ARE YOU BRAVE ENOUGH TO BE MORE PERSUASIVE???
As a Hypnotherapist, folks sometimes ask how they can influence others more thinking that I must use my hypnotic powers to magically get others to do what I desire. The truth is, that is NOT what I do in my Hypnotherapy practice because it is all about helping clients to achieve their goals. In my personal life however, I have always had a strong knack for being a persuasive dynamo. I think this stems from being more of an introvert, while at the same time also being a former entertainer. Being naturally introverted when I was not on stage, I spent a lot of time observing other people and was seemingly able to intuit what worked best from an early age.
The great news is that influence and persuasion techniques are learnable, and with practice (and of course, using ethics and morals), you can certainly employ them to boost your success in nearly anything, even if you are already doing quite well, and really, who wouldn’t want to add to their skill set what so many amazing and powerful, even famous people like Oprah and Tony Robbins are already utilizing to make them off-the-charts successful?
To start, I’ll share some of the easier things I learned throughout the years that definitely make others pay more attention. My number one go-to has always been a good, open posture. Stand or sit erect, and when speaking or presenting to others, have your limbs uncrossed, smile, and make eye contact much of the time, but not all of the time. This makes you look approachable, yet also gives the impression you know what you’re doing (giving you an air of authority). Be excited and passionate - because nobody wants to listen if you mumble or look bored; let them see the spark in your eye, and give them a little "razzle-dazzle" if it’s warranted. When you speak (especially before asking a question that you would like a "Yes" response to), nod your head to pace and lead your audience into nodding their head(s), and thus, automatically wanting to agree with you. Ask them questions, show, interest, and agree with them so that you have a sense of commonality or likability, and notice that once a person does say “yes” a few times, they are much more likely to continue agreeing with you, and or saying yes to what you ask of them.We call this the "yes mind-set" in hypnosis. Also, if you notice them pursing their lips, this generally means they are about to say no, so keep working on convincing them BEFORE they speak up saying “no”, and you will be more successful at getting your “yes”. Sometimes using a double bind question can be useful as well. For example, you could say, "Would you like to make an appointment this week or next?". This gives them a sense of empowerment yet you’re really only giving them two choices, both of which work for you.
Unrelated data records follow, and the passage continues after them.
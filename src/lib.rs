//! netstat-dash - Dashboard for netstat connection snapshots
//!
//! Connection observations captured from `netstat` on a fleet of servers are
//! stored one row per connection. netstat-dash serves a small read-only JSON
//! API over that table, and a browser dashboard that filters, pages and charts it.
//!
//! # Overview
//!
//! Every endpoint runs one or more SQL queries that share a single predicate
//! built from the request's filters (servers, local IP, remote IP, ports,
//! date range). Because all endpoints share one builder, the listing total
//! and the per-dimension counts always agree for the same filter set.
//!
//! # Quick Start
//!
//! ```no_run
//! use netstat_dash::{ConnectionFilter, Page, RawQuery, Store};
//!
//! let store = Store::open_at("netstat.db", 4)?;
//! store.migrate()?;
//!
//! let raw = RawQuery::parse("servers=web01,web02&ports=443")?;
//! let filter = ConnectionFilter::from_query(&raw)?;
//!
//! let page = store.list_connections(&filter, Page { page: 1, limit: 10 })?;
//! println!("{} of {} connections", page.connections.len(), page.total);
//!
//! let stats = store.dimension_stats(&filter)?;
//! for c in &stats.remote_ip {
//!     println!("{:<40} {}", c.value, c.count);
//! }
//! # Ok::<(), Box<dyn std::error::Error>>(())
//! ```
//!
//! # API
//!
//! | Path | Response |
//! |------|----------|
//! | `/api/v1/connections/filters` | distinct servers, local IPs, remote IPs, ports |
//! | `/api/v1/connections` | one page of rows plus `total`, `page`, `limit`, `pages` |
//! | `/api/v1/connections/stats` | counts per remote IP, server and port |
//! | `/api/v1/connections/stats/advanced` | top (server, remote IP) pairs |
//!
//! # Modules
//!
//! - [`filter`]: query-string parsing and the shared SQL predicate
//! - [`db`]: the Record Store and its queries
//! - [`serve`]: HTTP server and embedded dashboard
//! - [`selection`]: dashboard filter state and refresh cycle
//! - [`config`]: YAML/CLI configuration

pub mod config;
pub mod db;
pub mod error;
pub mod filter;
pub mod schema;
pub mod selection;
pub mod serve;

pub use config::{Config, DbConfig, SchemaCheck};
pub use db::{
    ConnectionPage, ConnectionRow, DimensionStats, FilterVocabulary, NewObservation, PairStats, Store,
};
pub use error::{ApiError, ConfigError, InputError, ServeError, StoreError};
pub use filter::{ConnectionFilter, Page, Predicate, RawQuery, SENTINEL};
pub use selection::{Dashboard, FilterState, MultiSelect};
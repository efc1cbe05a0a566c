//! Error types
//!
//! Three families, matching how a request can fail:
//!
//! - [`StoreError`]: the Record Store is unreachable, a query failed, or the
//!   table does not have the expected shape.
//! - [`InputError`]: a query-string value could not be coerced.
//! - [`ConfigError`]: the YAML config could not be read.
//! - [`ServeError`]: the server could not start.
//!
//! [`ApiError`] folds the first two together and decides the HTTP status.

use thiserror::Error;

/// Error type for database operations
#[derive(Debug, Error)]
pub enum StoreError {
    #[error("Connection error: {0}")]
    Connection(String),

    #[error("Pool error: {0}")]
    Pool(#[from] diesel::r2d2::PoolError),

    #[error("Query error: {0}")]
    Query(#[from] diesel::result::Error),

    /// The table, or some of its columns, is missing.
    #[error("Table structure error: {}", describe_structure(.table, .missing, .existing))]
    Structure {
        table: String,
        /// Missing column names. Empty when the table itself is missing.
        missing: Vec<String>,
        /// What was found instead: tables when the table is missing, columns otherwise.
        existing: Vec<String>,
    },
}

fn describe_structure(table: &str, missing: &[String], existing: &[String]) -> String {
    if missing.is_empty() {
        format!(
            "table '{}' does not exist (existing tables: {})",
            table,
            list_or_none(existing)
        )
    } else {
        format!(
            "table '{}' is missing columns: {} (existing columns: {})",
            table,
            missing.join(", "),
            list_or_none(existing)
        )
    }
}

fn list_or_none(items: &[String]) -> String {
    if items.is_empty() {
        "none".to_string()
    } else {
        items.join(", ")
    }
}

/// A query-string value that could not be coerced to what its filter needs.
#[derive(Debug, Error, PartialEq, Eq)]
pub enum InputError {
    #[error("invalid integer '{value}' for parameter '{param}'")]
    InvalidInteger { param: &'static str, value: String },

    #[error("invalid date '{value}' for parameter '{param}' (expected YYYY-MM-DD)")]
    InvalidDate { param: &'static str, value: String },

    #[error("parameter '{param}' must be at least 1, got {value}")]
    OutOfRange { param: &'static str, value: i64 },

    #[error("malformed query string: {0}")]
    Malformed(String),
}

/// Error type for config loading
#[derive(Debug, Error)]
pub enum ConfigError {
    #[error("failed to read config {path}: {source}")]
    Read {
        path: String,
        #[source]
        source: std::io::Error,
    },

    #[error("failed to parse config {path}: {source}")]
    Parse {
        path: String,
        #[source]
        source: serde_yaml::Error,
    },
}

/// Errors that stop the HTTP server from starting
#[derive(Debug, Error)]
pub enum ServeError {
    #[error("failed to bind {addr}: {reason}")]
    Bind { addr: String, reason: String },

    #[error(transparent)]
    Store(#[from] StoreError),

    #[error(transparent)]
    Io(#[from] std::io::Error),
}

/// Everything an API handler can fail with.
#[derive(Debug, Error)]
pub enum ApiError {
    #[error(transparent)]
    Input(#[from] InputError),

    #[error(transparent)]
    Store(#[from] StoreError),
}

impl ApiError {
    /// HTTP status for this error. Bad input is the client's fault; anything
    /// from the store is ours.
    pub fn status_code(&self) -> u16 {
        match self {
            ApiError::Input(_) => 400,
            ApiError::Store(_) => 500,
        }
    }
}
Language patterns are another great tool because certain words such as “naturally”, “easily”, “effortlessly”, “aware”, “notice”, “realize”, and “focus” naturally, loosen up our brains to search for what follows. So, start with one of these words, and follow up by inciting some emotion to more easily influence someone to readily follow your lead. Pepper your sentences with descriptive words from our three main, sensory styles (visual, auditory, and kinesthetic) to further your cause. Saying "because" after making a request has proven to get more folks to comply. Additionally adding phrases such as “scientifically proven” or “evidenced-based” can further convince and build trust, as can closing with something like: “you will be amazed at the results you get from this astonishing new technique, and I’m not sure if you’re ready to sign up yet, but this offer is only for the next 20 people and I don’t want you to regret missing out”. This adds a negative emotion to NOT doing what you suggest as well as scarcity (regret and only 20 people). Of course, you don’t want to overdo (or unethically utilize) any of these tools.
According to Robert Cialdini, “the father of influence”, the seven basic, research-proven principles of influence are: reciprocity, social proof, commitment and consistency, liking, authority, unity, and scarcity. There are other techniques as well, including using energetic arousal, which can be done by getting a heart racing using caffeine, movement, a challenge, or even watching an exciting or scary movie. If someone thanks you for something, you can double down on their naturally existing sense of reciprocity by saying: “You’re welcome, and I know you would do the same thing for me.“
You might be more successful at getting some assistance if you appeal to a person’s sense of mastery (much better than outright flattery) by saying something like: “I’m working on this project and I’m having some difficulty. I was wondering if you have run into the same problem?”. Yet another strategy is known as the “BYAF technique”. It states that when asking for something, folks are much more likely to say yes if you add the phrase “but you are free to say no” to the end of your request simply because it gives them a sense of control and empowerment.
Of course there are countless other techniques too, and a few of them were even interspersed in the first couple of paragraphs of this blog! I aroused your sense of curiosity with my opening question, did I not? Also, note on the second paragraph the use of “even if”…this can be utilized when you can intuit what one’s objections might be BEFORE they voice them. There were also references to social proof and authority (“so many amazing and powerful people like Oprah and Tony Robbins are already utilizing”)! Pretty interesting stuff, isn’t it? Hope you enjoyed.